И я верю. Я не могу не верить тому, что так жарко, гулко стучит сейчас в моем сердце.
Цепляюсь за него руками.
Сама тянусь к губам, впитывая в себя этот поцелуй, полный горечи, падающей на нас сверху воды и крови.
— Я чуть с ума не сошла. Я ведь думала, что ты погибнешь…
Судорожно вожу по его телу, лицу, руками, захлебываясь от жадных, коротких прикосновений его губ.
На ладонях остаются ошметки ткани. Обуглившиеся рваные куски.
И больно.
Каждое касание несет в себе обжигающую боль.
Но не могу. Не могу отрваться.
Ведь это наше. Наша любовь. Вот такая. До боли. До мяса. Но только в ней возможно счастье!
— Нам нужно идти, Мари.
Подхватывает меня на руки.
Крепко держит голову.
Но я все же поворачиваюсь.
Не мигая, смотрю на то, как с едким шипением вылетает дым из того, что было прежде моим домом. Ничего не осталось. Жуткий черный скелет. Тот последний взрыв уничтожил его, раскурочил полностью.
Не моргаю, только крепче впиваюсь руками в Бадрида. А по глазам и щекам течет вода.
— А твои люди?
— Там не на что смотреть, Мари, — рвано хрипит мне в шею, прижимая сильнее. Отворачивая голову от жуткой картины, которая все равно так и продолжает стоять перед глазами.
— И нечего уже собирать. Но они знали, на что шли. Это их работа. Их сознательный выбор. Смерть в нашем деле может настигнуть в любой момент. Они бойцы, Мари. Они и их семьи были к этому готовы.
Только киваю, проглатывая слезы.
К такому нельзя быть готовым. Никогда. Но уже ничего не исправить.
61 Глава 61
Он так
По каким-то узким кривым улочкам, которых даже я не знаю, хоть и выросла здесь.
Заносит в какой-то высотный дом.
Обшарпанный подъезд пахнет сыростью и плесенью. Проносит по пролетам. А вокруг стены с оторванной, выдранной кусками штукатуркой и надписями какими-то.
Отпирает маленькую дверь. Заносит в крохотную комнатушку.
Бережно укладывает на постель.
Аккуратно снимает те жалкие ошметки, что остались от моей одежды.
Все как в дурмане. Как во сне. Не со мной и не про меня.
И только его глаза. Его рваное дыхание и бережные прикосновения, которые обжигают сильнее огня, говорят мне о том, что это на самом деле все со мной. Про меня. Что я не сплю и не провалилась снова в какую-то реальность на уровне бреда.
Молча, не пророня ни слова, относит меня в ванную. Все так же на вытянутых руках.
И я знаю. Потому что боится прикоснуться. Боиться причинить боль, касаясь поврежденной кожи.
Но физическая боль… Она всегда слабее. Слабее той, внутренней.
И я не дышу. Я задыхаюсь. Думаю о всех его словах. О том, способен ли он вот так же отнестись к душе. К сердцу. На вытянутых руках. Так, чтобы дать зажить. И больше не ранить. Никогда не ранить.
Способен?
Или я навечно обречена рядом с ним вариться в адском огне?

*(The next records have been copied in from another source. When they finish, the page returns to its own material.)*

//! Core value types shared by the origin ledger, the wire codec and the mirror.

use std::fmt;

pub use alloy_primitives::Address;
use alloy_primitives::keccak256;
use serde::{Deserialize, Serialize, Serializer};

/// Endpoint identifier of a chain on the messaging layer.
pub type ChannelId = u32;

// ═══════════════════════════════════════════════════════════════════════════════
// ADDRESS
// ═══════════════════════════════════════════════════════════════════════════════

/// Protocol helpers on top of [`Address`].
pub trait AddressExt {
    /// Derive a deterministic address from an arbitrary label.
    ///
    /// Takes the low 20 bytes of `keccak256(label)`, the same truncation the
    /// EVM applies to contract creation hashes.
    fn derive(label: &[u8]) -> Address;

    /// Left-pad to a 32-byte peer identity.
    fn to_peer(&self) -> PeerId;
}

impl AddressExt for Address {
    fn derive(label: &[u8]) -> Address {
        Address::from_word(keccak256(label))
    }

    fn to_peer(&self) -> PeerId {
        PeerId(self.into_word().0)
    }
}

// ═══════════════════════════════════════════════════════════════════════════════
// PEER IDENTITY
// ═══════════════════════════════════════════════════════════════════════════════

/// 32-byte remote identity as carried by the messaging layer.
#[derive(Clone, Copy, PartialEq, Eq, Hash, PartialOrd, Ord, Default)]
pub struct PeerId(pub [u8; 32]);

impl PeerId {
    /// Recover the address when the identity is a left-padded 20-byte address.
    pub fn to_address(&self) -> Option<Address> {
        if self.0[..12].iter().any(|b| *b != 0) {
            return None;
        }
        Some(Address::from_slice(&self.0[12..]))
    }
}

impl From<Address> for PeerId {
    fn from(address: Address) -> Self {
        address.to_peer()
    }
}

impl fmt::Display for PeerId {
    fn fmt(&self, f: &mut fmt::Formatter<'_>) -> fmt::Result {
        write!(f, "0x{}", hex::encode(self.0))
    }
}

impl fmt::Debug for PeerId {
    fn fmt(&self, f: &mut fmt::Formatter<'_>) -> fmt::Result {
        write!(f, "PeerId({})", self)
    }
}

impl Serialize for PeerId {
    fn serialize<S: Serializer>(&self, serializer: S) -> Result<S::Ok, S::Error> {
        serializer.serialize_str(&self.to_string())
    }
}

// ═══════════════════════════════════════════════════════════════════════════════
// LOCK STATE
// ═══════════════════════════════════════════════════════════════════════════════

/// Locked principal and its week-aligned unlock timestamp.
#[derive(Debug, Clone, Copy, PartialEq, Eq, Default, Serialize, Deserialize)]
pub struct LockedBalance {
    pub amount: u128,
    pub end: u64,
}

impl LockedBalance {
    pub const EMPTY: LockedBalance = LockedBalance { amount: 0, end: 0 };

    pub fn new(amount: u128, end: u64) -> Self {
        Self { amount, end }
    }

    pub fn is_empty(&self) -> bool {
        self.amount == 0
    }

    pub fn is_expired(&self, now: u64) -> bool {
        now >= self.end
    }
}

/// Messaging protocol generation an endpoint application speaks.
#[derive(Debug, Clone, Copy, PartialEq, Eq, Hash, Serialize, Deserialize)]
pub enum ProtocolVersion {
    /// Peers configured with packed trusted-remote paths.
    V1,
    /// Peers configured as 32-byte identities per endpoint id.
    V2,
}

/// Origin of a lock position.
#[derive(Debug, Clone, Copy, PartialEq, Eq, Default, Serialize, Deserialize)]
#[repr(u8)]
pub enum CakePoolType {
    #[default]
    None = 0,
    /// Migrated from the legacy share-based pool.
    Migrated = 1,
}

/// Whether a migrated pool position has been paid out.
#[derive(Debug, Clone, Copy, PartialEq, Eq, Default, Serialize, Deserialize)]
#[repr(u8)]
pub enum WithdrawFlag {
    #[default]
    NotWithdrawn = 0,
    Withdrawn = 1,
}

/// Full per-account view of the origin ledger.
#[derive(Debug, Clone, PartialEq, Eq, Default, Serialize)]
pub struct UserInfo {
    /// Native lock amount.
    pub amount: u128,
    /// Native lock end (week aligned).
    pub end: u64,
    /// Sub-account holding the migrated position, zero when not migrated.
    pub cake_pool_proxy: Address,
    /// Principal carried over from the legacy pool.
    pub cake_amount: u128,
    /// Legacy pool lock end, as recorded by the pool (not week aligned).
    pub lock_end_time: u64,
    pub migration_time: u64,
    pub cake_pool_type: CakePoolType,
    pub withdraw_flag: WithdrawFlag,
}

impl UserInfo {
    pub fn is_migrated(&self) -> bool {
        self.cake_pool_type == CakePoolType::Migrated
    }

    /// The pool proxy whose lock still counts toward this account's balance.
    pub fn live_proxy(&self) -> Option<Address> {
        if self.is_migrated() && self.withdraw_flag == WithdrawFlag::NotWithdrawn {
            Some(self.cake_pool_proxy)
        } else {
            None
        }
    }
}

— Почти не повреждена, — шепчет, шумно выдыхая сквозь сжатые зубы. Отмывая меня бережно от черной обугленной краски.
Так же молча выносит, завернув в полотенце.
Укладывает на постель. Поворачивается к маленькому шкафчику. Достает банку, тут же начиная натирать все мое тело какой-то гадко пахнущей мазью.

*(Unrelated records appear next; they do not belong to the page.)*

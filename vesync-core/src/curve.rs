//! Voting-power curve shared by the origin ledger and every mirror.
//!
//! Both sides evaluate the same `(amount, end)` pair through [`voting_power`],
//! so their balances agree bit-for-bit at any common timestamp.

use alloy_primitives::U256;

use crate::types::LockedBalance;

/// Seconds per day.
pub const DAY: u64 = 86_400;

/// Epoch unit that unlock times are rounded down to.
pub const WEEK: u64 = 7 * DAY;

/// Longest lock the ledger accepts, and the normalization of the curve.
pub const MAX_LOCK: u64 = 209 * WEEK - 1;

/// Round a timestamp down to the start of its week.
pub fn week_floor(timestamp: u64) -> u64 {
    timestamp / WEEK * WEEK
}

/// Voting power of `lock` at time `t`.
///
/// Zero once `t >= end` or when nothing is locked; otherwise decays linearly
/// as `amount * (end - t) / MAX_LOCK`, truncated once at the end and
/// saturating at `u128::MAX`.
pub fn voting_power(lock: &LockedBalance, t: u64) -> u128 {
    if lock.amount == 0 || t >= lock.end {
        return 0;
    }
    let power = U256::from(lock.amount) * U256::from(lock.end - t) / U256::from(MAX_LOCK);
    u128::try_from(power).unwrap_or(u128::MAX)
}

#[cfg(test)]
mod tests {
    use super::*;

    const UNIT: u128 = 1_000_000_000_000_000_000;

    #[test]
    fn test_week_floor_alignment() {
        for ts in [0u64, 1, WEEK - 1, WEEK, WEEK + 1, 1_700_000_123, 1_716_000_000] {
            let end = week_floor(ts);
            assert_eq!(end % WEEK, 0);
            assert!(end <= ts);
            assert!(ts - end < WEEK);
        }
    }

    #[test]
    fn test_zero_at_and_after_end() {
        let lock = LockedBalance::new(1000 * UNIT, week_floor(1_700_000_000) + 10 * WEEK);
        assert_eq!(voting_power(&lock, lock.end), 0);
        assert_eq!(voting_power(&lock, lock.end + 1), 0);
        assert_eq!(voting_power(&lock, lock.end + 52 * WEEK), 0);
    }

    #[test]
    fn test_strictly_decreasing_before_end() {
        let start = 1_700_000_000u64;
        let lock = LockedBalance::new(1000 * UNIT, week_floor(start) + 104 * WEEK);

        let mut previous = voting_power(&lock, start);
        assert!(previous > 0);
        let mut t = start + 1;
        while t < lock.end {
            let current = voting_power(&lock, t);
            assert!(current < previous, "power must decrease at t={}", t);
            previous = current;
            t += 3 * DAY + 17;
        }
    }

    #[test]
    fn test_empty_lock_has_no_power() {
        assert_eq!(voting_power(&LockedBalance::EMPTY, 0), 0);
        assert_eq!(voting_power(&LockedBalance::new(0, 10 * WEEK), WEEK), 0);
    }

    #[test]
    fn test_max_lock_power_equals_amount() {
        let now = 1_700_000_000u64;
        let amount = 1000 * UNIT;
        let lock = LockedBalance::new(amount, now + MAX_LOCK);
        let power = voting_power(&lock, now);
        assert_eq!(power, amount);
    }

    #[test]
    fn test_small_lock_has_power() {
        let now = 1_700_000_000u64;
        let lock = LockedBalance::new(1_000, now + 2 * WEEK);
        // 1_000 * 2 weeks / MAX_LOCK
        assert_eq!(voting_power(&lock, now), 9);
        assert!(voting_power(&lock, lock.end - WEEK) > 0);

        let dust = LockedBalance::new(MAX_LOCK as u128 - 1, now + 4 * WEEK);
        assert!(voting_power(&dust, now) > 0);
    }

    #[test]
    fn test_power_proportional_to_amount() {
        let now = 1_700_000_000u64;
        let end = now + 10 * WEEK;
        let one = voting_power(&LockedBalance::new(MAX_LOCK as u128, end), now);
        let two = voting_power(&LockedBalance::new(2 * MAX_LOCK as u128 - 1, end), now);
        assert_eq!(one, (10 * WEEK) as u128);
        assert!(two > one);
        assert_eq!(two, 2 * one - 1);
    }

    #[test]
    fn test_huge_amount_saturates() {
        let lock = LockedBalance::new(u128::MAX, 2 * MAX_LOCK);
        assert_eq!(voting_power(&lock, 0), u128::MAX);
    }
}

Но она холодит. Приносит облегчение.
Даже стону, откидывая голову. Хорошо. Вот так хорошо. Когда его руки и эта пощипывающая прохлада.
— За каждую твою слезу я готов вырвать из себя килограмм мяса наживую, — хрипло шепчет, проведя пальцами по скуле.

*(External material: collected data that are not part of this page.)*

async fn info(State(state): State<AppState>) -> Result<Json<serde_json::Value>, ApiError> {
    let net = state.network.read().await;
    let deployment = *net.deployment();
    let sender = net.origin.sender(&deployment.sender)?;
    let endpoint = state.config.endpoint;

    Ok(Json(serde_json::json!({
        "rail_id": RAIL_ID_VESYNC,
        "origin_channel": state.config.origin_channel,
        "dest_channel": state.config.dest_channel,
        "now": net.now(),
        "block": net.transport.block(),
        "pending_packets": net.transport.pending(),
        "fees_collected": net.transport.fees_collected().to_string(),
        "sender_paused": sender.is_paused(),
        "deployment": deployment,
        "endpoint": {
            "base_fee": endpoint.base_fee.to_string(),
            "gas_price": endpoint.gas_price.to_string(),
            "default_gas": endpoint.default_gas.to_string(),
            "fee_per_byte": endpoint.fee_per_byte.to_string(),
            "max_message_size": endpoint.max_message_size,
            "confirmations": endpoint.confirmations
        },
        "total_locked": net.origin.ledger.total_locked().to_string()
    })))
}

Близко. Он так близко, что сердце вылетает из груди. Застревает где-то в горле.
— Я обещаю, Мари. Я клянусь. Ты никогда больше не будешь плакать.
И наклоняется. Наклоняется ближе. Касается моих губ своими, и нас обоих прошибает таким мощным разрядом тока, что немеет все тело.
Медленно проводит губами по моим, не отводя взгляда от моих глаз.
И столько в нем всего. В этом взгляде. Что седце разрывается. На части. На осколки. И срастается снова.
Уже другим. Уже целым. Без тех дымящихся ран, которые он нанес и которые до сих пор так дико кровоточили, что убивали меня изнутри. Заставляли внутренне орать при каждом движении. При каждом вдохе.